Last Monday, the U.S. Supreme Court held in Franchise Tax Board of California v. Hyatt, in a 5 to 4 opinion by Justice Clarence Thomas, that a state can maintain its sovereign immunity from lawsuits in other states, reversing a prior decision the Court issued in 1979 in Nevada v. Hall.  Monday’s decision ended a nearly-three-decades-long lawsuit brought against California in a Nevada court by a wealthy inventor who had moved from California to Nevada. The plaintiff had sued California for torts he alleged had been committed against him during an audit and he had initially won a massive damages award, although the damages had been whittled down during years of litigation. In fact, Monday’s decision was the third time the case had reached the nation’s highest court.

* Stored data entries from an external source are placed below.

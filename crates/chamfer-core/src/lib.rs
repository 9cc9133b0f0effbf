//! Corner-cutting path smoother for n-dimensional waypoint paths.
//!
//! This crate has no I/O of its own. The object registry, clearance
//! oracle, and sampler it consults are passed in through
//! [`Collaborators`].

pub mod collaborators;
pub mod error;
pub mod params;
pub mod sampler;
pub mod smoother;
pub mod vector;
pub mod waypoint;

pub use collaborators::{ClearanceOracle, Collaborators, ObjectRegistry};
pub use error::{BoxError, Error, ParameterError, Result};
pub use params::CutCornersParams;
pub use sampler::{LinearSampler, LinearTrajectory, SampleError, SampleLimits, TrapezoidSampler};
pub use smoother::cut_corners;
pub use waypoint::Waypoint;
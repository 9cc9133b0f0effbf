/// End-to-end tests for smoothing paths against a configured scene
use anyhow::Result;
use chamfer::{check_path, config::Config, path, smooth_path};
use chamfer_core::{Waypoint, vector::path_length};
use std::fs;

const SCENE: &str = r#"
default_object = "arm"

[smoothing]
cutoff_ratios = [0.25, 0.5]

[[objects]]
name = "arm"
radius = 0.05

[[objects]]
name = "base"
radius = 1.0

# sits just inside the half-segment chamfer of the corner at (2, 0)
[[obstacles]]
center = [1.4, 0.6]
radius = 0.1
"#;

fn waypoints(points: &[[f64; 2]]) -> Vec<Waypoint> {
    points.iter().map(|p| Waypoint::from(*p)).collect()
}

#[test]
fn test_blocked_cut_falls_back_to_smaller_ratio() -> Result<()> {
    let config = Config::from_toml(SCENE)?;
    config.validate()?;

    let input = waypoints(&[[0.0, 0.0], [2.0, 0.0], [2.0, 2.0]]);
    let smoothed = smooth_path(&config, None, &input)?;

    assert_eq!(
        smoothed,
        waypoints(&[[0.0, 0.0], [1.5, 0.0], [2.0, 0.5], [2.0, 2.0]])
    );
    assert!(path_length(&smoothed) < path_length(&input));
    Ok(())
}

#[test]
fn test_large_object_keeps_corner() -> Result<()> {
    let config = Config::from_toml(SCENE)?;
    let input = waypoints(&[[0.0, 0.0], [2.0, 0.0], [2.0, 2.0]]);
    let smoothed = smooth_path(&config, Some("base"), &input)?;
    assert_eq!(smoothed, input);
    Ok(())
}

#[test]
fn test_unknown_object_is_reported() -> Result<()> {
    let config = Config::from_toml(SCENE)?;
    let input = waypoints(&[[0.0, 0.0], [2.0, 0.0], [2.0, 2.0]]);
    let err = smooth_path(&config, Some("gripper"), &input).unwrap_err();
    assert!(matches!(
        err.downcast_ref::<chamfer_core::Error>(),
        Some(chamfer_core::Error::NotFound { .. })
    ));
    Ok(())
}

#[test]
fn test_files_round_trip_through_disk() -> Result<()> {
    let dir = tempfile::tempdir()?;
    let config_path = dir.path().join("scene.toml");
    let input_path = dir.path().join("path.json");
    let output_path = dir.path().join("out/smoothed.json");

    fs::write(&config_path, SCENE)?;
    fs::write(&input_path, "[[0, 0], [2, 0], [2, 2], [0, 2]]")?;

    let config = Config::from_file(&config_path)?;
    config.validate()?;
    let input = path::load(&input_path)?;
    let smoothed = smooth_path(&config, None, &input)?;

    fs::create_dir_all(output_path.parent().unwrap())?;
    fs::write(&output_path, path::render(&smoothed)?)?;
    let reloaded = path::load(&output_path)?;

    assert_eq!(reloaded, smoothed);
    assert_eq!(reloaded.first(), input.first());
    assert_eq!(reloaded.last(), input.last());
    Ok(())
}

#[test]
fn test_json_config_is_detected_by_extension() -> Result<()> {
    let dir = tempfile::tempdir()?;
    let config_path = dir.path().join("scene.json");
    fs::write(
        &config_path,
        r#"{ "objects": [{ "name": "arm" }], "smoothing": { "cutoff_ratios": [0.5] } }"#,
    )?;

    let config = Config::from_file(&config_path)?;
    config.validate()?;
    assert_eq!(config.smoothing.cutoff_ratios, vec![0.5]);
    assert_eq!(config.object_name(None)?, "arm");
    Ok(())
}

#[test]
fn test_check_uses_motion_limits() -> Result<()> {
    let config = Config::from_toml(&format!("{SCENE}\n[motion]\nmax_velocity = 2.0\n"))?;
    config.validate()?;
    let input = waypoints(&[[0.0, 0.0], [10.0, 0.0]]);
    let reports = check_path(&config, None, &input)?;
    // 2s accel, 3s cruise, 2s decel
    assert_eq!(reports[0].duration, 7.0);
    assert!(reports[0].is_clear());
    Ok(())
}

#[test]
fn test_check_reports_blocked_segments() -> Result<()> {
    let config = Config::from_toml(SCENE)?;
    let input = waypoints(&[[0.0, 0.0], [2.0, 0.0], [1.0, 1.0], [1.0, 3.0]]);
    let reports = check_path(&config, None, &input)?;

    let verdicts: Vec<bool> = reports.iter().map(|r| r.is_clear()).collect();
    // the diagonal passes straight through the obstacle
    assert_eq!(verdicts, vec![true, false, true]);
    assert_eq!(reports[0].length, 2.0);
    // 1s accel, 1s cruise and 1s decel at the default limits
    assert_eq!(reports[0].duration, 3.0);

    let blocked_at = reports[1].blocked_at.unwrap();
    assert!(blocked_at > 0.0 && blocked_at < reports[1].duration);
    Ok(())
}
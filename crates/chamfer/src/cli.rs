pub mod check;
pub mod smooth;
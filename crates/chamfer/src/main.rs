use anyhow::Result;
use clap::{Parser, Subcommand};
use tracing_subscriber::EnvFilter;

mod cli;

fn main() -> Result<()> {
    tracing_subscriber::fmt()
        .with_env_filter(
            EnvFilter::try_from_default_env().unwrap_or_else(|_| EnvFilter::new("info")),
        )
        .with_writer(std::io::stderr)
        .init();

    let cli = Cli::parse();
    match cli.command {
        Command::Smooth(args) => args.run(),
        Command::Check(args) => args.run(),
    }
}

#[derive(Parser)]
#[command(name = "chamfer", about = "Corner-cutting smoother for waypoint paths")]
struct Cli {
    #[command(subcommand)]
    command: Command,
}

#[derive(Subcommand)]
enum Command {
    /// Replace sharp corners of a path with collision-free chamfers.
    Smooth(cli::smooth::SmoothArgs),
    /// Report which segments of a path are clear of obstacles.
    Check(cli::check::CheckArgs),
}
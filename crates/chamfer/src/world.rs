//! A static scene of spherical obstacles.
//!
//! Objects are treated as spheres centred on their configuration point, so a
//! sampled path is clear when every sample keeps the summed radii away from
//! every obstacle centre.

use crate::config::Config;
use chamfer_core::{
    BoxError, ClearanceOracle, Error, ObjectRegistry, Waypoint, vector::distance,
};
use std::collections::BTreeMap;

/// Handle for a registered object
#[derive(Debug, Clone, PartialEq)]
pub struct ObjectSpec {
    pub name: String,
    pub radius: f64,
}

#[derive(Debug, Clone, PartialEq)]
pub struct Sphere {
    pub center: Waypoint,
    pub radius: f64,
}

#[derive(Debug, Clone, Default)]
pub struct World {
    objects: BTreeMap<String, ObjectSpec>,
    obstacles: Vec<Sphere>,
}

impl World {
    pub fn new() -> Self {
        Self::default()
    }

    pub fn from_config(config: &Config) -> Self {
        let mut world = Self::new();
        for object in &config.objects {
            world.add_object(&object.name, object.radius);
        }
        for obstacle in &config.obstacles {
            world.add_obstacle(obstacle.center.clone(), obstacle.radius);
        }
        world
    }

    pub fn add_object(&mut self, name: &str, radius: f64) -> &mut Self {
        self.objects.insert(
            name.to_string(),
            ObjectSpec {
                name: name.to_string(),
                radius,
            },
        );
        self
    }

    pub fn add_obstacle(&mut self, center: impl Into<Waypoint>, radius: f64) -> &mut Self {
        self.obstacles.push(Sphere {
            center: center.into(),
            radius,
        });
        self
    }

    fn point_is_clear(&self, object: &ObjectSpec, point: &Waypoint) -> Result<bool, BoxError> {
        for (i, obstacle) in self.obstacles.iter().enumerate() {
            if obstacle.center.dim() != point.dim() {
                return Err(format!(
                    "obstacle {i} has {} coordinates but the path has {}",
                    obstacle.center.dim(),
                    point.dim()
                )
                .into());
            }
            if distance(point, &obstacle.center) <= object.radius + obstacle.radius {
                return Ok(false);
            }
        }
        Ok(true)
    }
}

impl ObjectRegistry for World {
    type Handle = ObjectSpec;

    fn resolve(&self, id: &str) -> chamfer_core::Result<ObjectSpec> {
        self.objects
            .get(id)
            .cloned()
            .ok_or_else(|| Error::not_found(id))
    }
}

impl ClearanceOracle<ObjectSpec> for World {
    fn is_clear(&self, object: &ObjectSpec, path: &[Waypoint]) -> Result<bool, BoxError> {
        for point in path {
            if !self.point_is_clear(object, point)? {
                tracing::trace!(object = %object.name, ?point, "collision");
                return Ok(false);
            }
        }
        Ok(true)
    }
}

The 1979 Nevada v. Hall decision had allowed a suit against Nevada in a California court involving a highway accident caused by a state-owned bus. The 1979 decision held that the Constitution allows states to provide immunity for other states, but does not require them to do so. Last week’s ruling requires states to provide immunity for other states.

Justice Thomas maintained in the Franchise Tax Board decision that the 1979 decision “misreads the historical record and misapprehends the ‘implicit ordering of relationships within the federal system necessary to make the Constitution a workable governing charter and to give each provision within that document the full effect intended by the Framers.’” He also insisted that the 1979 case was “irreconcilable with our constitutional structure and with the historical evidence” showing that states are endowed with immunity from private lawsuits.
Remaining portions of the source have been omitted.